Exercise requirements. Working line by line, output the entries below exactly as they appear.

Stored items
//! Command output rendering
//!
//! Results are relayed as JSON values and rendered in the format chosen with
//! `--output`. Text output restricts lists to the command's default
//! properties so tables stay readable.

use crate::error::Result;
use clap::ValueEnum;
use serde::{Deserialize, Serialize};
use serde_json::Value;

#[derive(Debug, Clone, Copy, PartialEq, Eq, ValueEnum, Default, Serialize, Deserialize)]
#[serde(rename_all = "lowercase")]
pub enum OutputFormat {
    /// Pretty-printed JSON (best for scripting)
    #[default]
    Json,
    /// Tables and key/value lines (best for humans)
    Text,
    /// Comma separated values
    Csv,
}

/// Print a result to stdout
pub fn print(value: &Value, format: OutputFormat, default_properties: &[&str]) -> Result<()> {
    let rendered = render(value, format, default_properties)?;
    if !rendered.is_empty() {
        println!("{}", rendered.trim_end_matches('\n'));
    }
    Ok(())
}

pub fn render(value: &Value, format: OutputFormat, default_properties: &[&str]) -> Result<String> {
    match format {
        OutputFormat::Json => Ok(serde_json::to_string_pretty(value)?),
        OutputFormat::Text => Ok(render_text(value, default_properties)),
        OutputFormat::Csv => render_csv(value, default_properties),
    }
}

/// Cell text for a value: strings unquoted, null empty, the rest as JSON
fn cell(value: Option<&Value>) -> String {
    match value {
        None | Some(Value::Null) => String::new(),
        Some(Value::String(s)) => s.clone(),
        Some(other) => other.to_string(),
    }
}

fn columns(items: &[Value], default_properties: &[&str]) -> Vec<String> {
    if !default_properties.is_empty() {
        return default_properties.iter().map(|p| p.to_string()).collect();
    }
    items
        .iter()
        .find_map(|i| i.as_object())
        .map(|obj| obj.keys().cloned().collect())
        .unwrap_or_default()
}

fn render_text(value: &Value, default_properties: &[&str]) -> String {
    match value {
        Value::Null => String::new(),
        Value::Array(items) if items.iter().all(|i| i.is_object()) && !items.is_empty() => {
            render_table(items, &columns(items, default_properties))
        }
        Value::Array(items) => items
            .iter()
            .map(|i| cell(Some(i)))
            .collect::<Vec<_>>()
            .join("\n"),
        Value::Object(obj) => {
            let width = obj.keys().map(|k| k.len()).max().unwrap_or(0);
            obj.iter()
                .map(|(k, v)| format!("{:<width$}: {}", k, cell(Some(v)), width = width))
                .collect::<Vec<_>>()
                .join("\n")
        }
        other => cell(Some(other)),
    }
}

fn render_table(items: &[Value], columns: &[String]) -> String {
    let rows: Vec<Vec<String>> = items
        .iter()
        .map(|item| columns.iter().map(|c| cell(item.get(c))).collect())
        .collect();

    let widths: Vec<usize> = columns
        .iter()
        .enumerate()
        .map(|(i, c)| {
            rows.iter()
                .map(|r| r[i].chars().count())
                .chain(std::iter::once(c.len()))
                .max()
                .unwrap_or(0)
        })
        .collect();

    let format_row = |cells: &[String]| {
        cells
            .iter()
            .zip(&widths)
            .map(|(c, w)| format!("{:<w$}", c, w = *w))
            .collect::<Vec<_>>()
            .join("  ")
            .trim_end()
            .to_string()
    };

    let separator: Vec<String> = widths.iter().map(|w| "-".repeat(*w)).collect();
    let mut lines = vec![format_row(columns), format_row(&separator)];
    lines.extend(rows.iter().map(|r| format_row(r)));
    lines.join("\n")
}

fn render_csv(value: &Value, default_properties: &[&str]) -> Result<String> {
    let mut writer = csv::Writer::from_writer(Vec::new());

    match value {
        Value::Null => return Ok(String::new()),
        Value::Array(items) if items.iter().any(|i| i.is_object()) => {
            let columns = columns(items, default_properties);
            writer.write_record(&columns)?;
            for item in items {
                writer.write_record(columns.iter().map(|c| cell(item.get(c))))?;
            }
        }
        Value::Array(items) => {
            for item in items {
                writer.write_record([cell(Some(item))])?;
            }
        }
        Value::Object(obj) => {
            writer.write_record(obj.keys())?;
            writer.write_record(obj.values().map(|v| cell(Some(v))))?;
        }
        other => writer.write_record([cell(Some(other))])?,
    }

    let bytes = writer
        .into_inner()
        .map_err(|e| std::io::Error::new(std::io::ErrorKind::Other, e.to_string()))?;
    Ok(String::from_utf8_lossy(&bytes).into_owned())
}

Answer section.
//! Command output rendering
//!
//! Results are relayed as JSON values and rendered in the format chosen with
//! `--output`. Text output restricts lists to the command's default
//! properties so tables stay readable.

use crate::error::Result;
use clap::ValueEnum;
use serde::{Deserialize, Serialize};
use serde_json::Value;

#[derive(Debug, Clone, Copy, PartialEq, Eq, ValueEnum, Default, Serialize, Deserialize)]
#[serde(rename_all = "lowercase")]
pub enum OutputFormat {
    /// Pretty-printed JSON (best for scripting)
    #[default]
    Json,
    /// Tables and key/value lines (best for humans)
    Text,
    /// Comma separated values
    Csv,
}

/// Print a result to stdout
pub fn print(value: &Value, format: OutputFormat, default_properties: &[&str]) -> Result<()> {
    let rendered = render(value, format, default_properties)?;
    if !rendered.is_empty() {
        println!("{}", rendered.trim_end_matches('\n'));
    }
    Ok(())
}

pub fn render(value: &Value, format: OutputFormat, default_properties: &[&str]) -> Result<String> {
    match format {
        OutputFormat::Json => Ok(serde_json::to_string_pretty(value)?),
        OutputFormat::Text => Ok(render_text(value, default_properties)),
        OutputFormat::Csv => render_csv(value, default_properties),
    }
}

/// Cell text for a value: strings unquoted, null empty, the rest as JSON
fn cell(value: Option<&Value>) -> String {
    match value {
        None | Some(Value::Null) => String::new(),
        Some(Value::String(s)) => s.clone(),
        Some(other) => other.to_string(),
    }
}

fn columns(items: &[Value], default_properties: &[&str]) -> Vec<String> {
    if !default_properties.is_empty() {
        return default_properties.iter().map(|p| p.to_string()).collect();
    }
    items
        .iter()
        .find_map(|i| i.as_object())
        .map(|obj| obj.keys().cloned().collect())
        .unwrap_or_default()
}

fn render_text(value: &Value, default_properties: &[&str]) -> String {
    match value {
        Value::Null => String::new(),
        Value::Array(items) if items.iter().all(|i| i.is_object()) && !items.is_empty() => {
            render_table(items, &columns(items, default_properties))
        }
        Value::Array(items) => items
            .iter()
            .map(|i| cell(Some(i)))
            .collect::<Vec<_>>()
            .join("\n"),
        Value::Object(obj) => {
            let width = obj.keys().map(|k| k.len()).max().unwrap_or(0);
            obj.iter()
                .map(|(k, v)| format!("{:<width$}: {}", k, cell(Some(v)), width = width))
                .collect::<Vec<_>>()
                .join("\n")
        }
        other => cell(Some(other)),
    }
}

fn render_table(items: &[Value], columns: &[String]) -> String {
    let rows: Vec<Vec<String>> = items
        .iter()
        .map(|item| columns.iter().map(|c| cell(item.get(c))).collect())
        .collect();

    let widths: Vec<usize> = columns
        .iter()
        .enumerate()
        .map(|(i, c)| {
            rows.iter()
                .map(|r| r[i].chars().count())
                .chain(std::iter::once(c.len()))
                .max()
                .unwrap_or(0)
        })
        .collect();

    let format_row = |cells: &[String]| {
        cells
            .iter()
            .zip(&widths)
            .map(|(c, w)| format!("{:<w$}", c, w = *w))
            .collect::<Vec<_>>()
            .join("  ")
            .trim_end()
            .to_string()
    };

    let separator: Vec<String> = widths.iter().map(|w| "-".repeat(*w)).collect();
    let mut lines = vec![format_row(columns), format_row(&separator)];
    lines.extend(rows.iter().map(|r| format_row(r)));
    lines.join("\n")
}

fn render_csv(value: &Value, default_properties: &[&str]) -> Result<String> {
    let mut writer = csv::Writer::from_writer(Vec::new());

    match value {
        Value::Null => return Ok(String::new()),
        Value::Array(items) if items.iter().any(|i| i.is_object()) => {
            let columns = columns(items, default_properties);
            writer.write_record(&columns)?;
            for item in items {
                writer.write_record(columns.iter().map(|c| cell(item.get(c))))?;
            }
        }
        Value::Array(items) => {
            for item in items {
                writer.write_record([cell(Some(item))])?;
            }
        }
        Value::Object(obj) => {
            writer.write_record(obj.keys())?;
            writer.write_record(obj.values().map(|v| cell(Some(v))))?;
        }
        other => writer.write_record([cell(Some(other))])?,
    }

    let bytes = writer
        .into_inner()
        .map_err(|e| std::io::Error::new(std::io::ErrorKind::Other, e.to_string()))?;
    Ok(String::from_utf8_lossy(&bytes).into_owned())
}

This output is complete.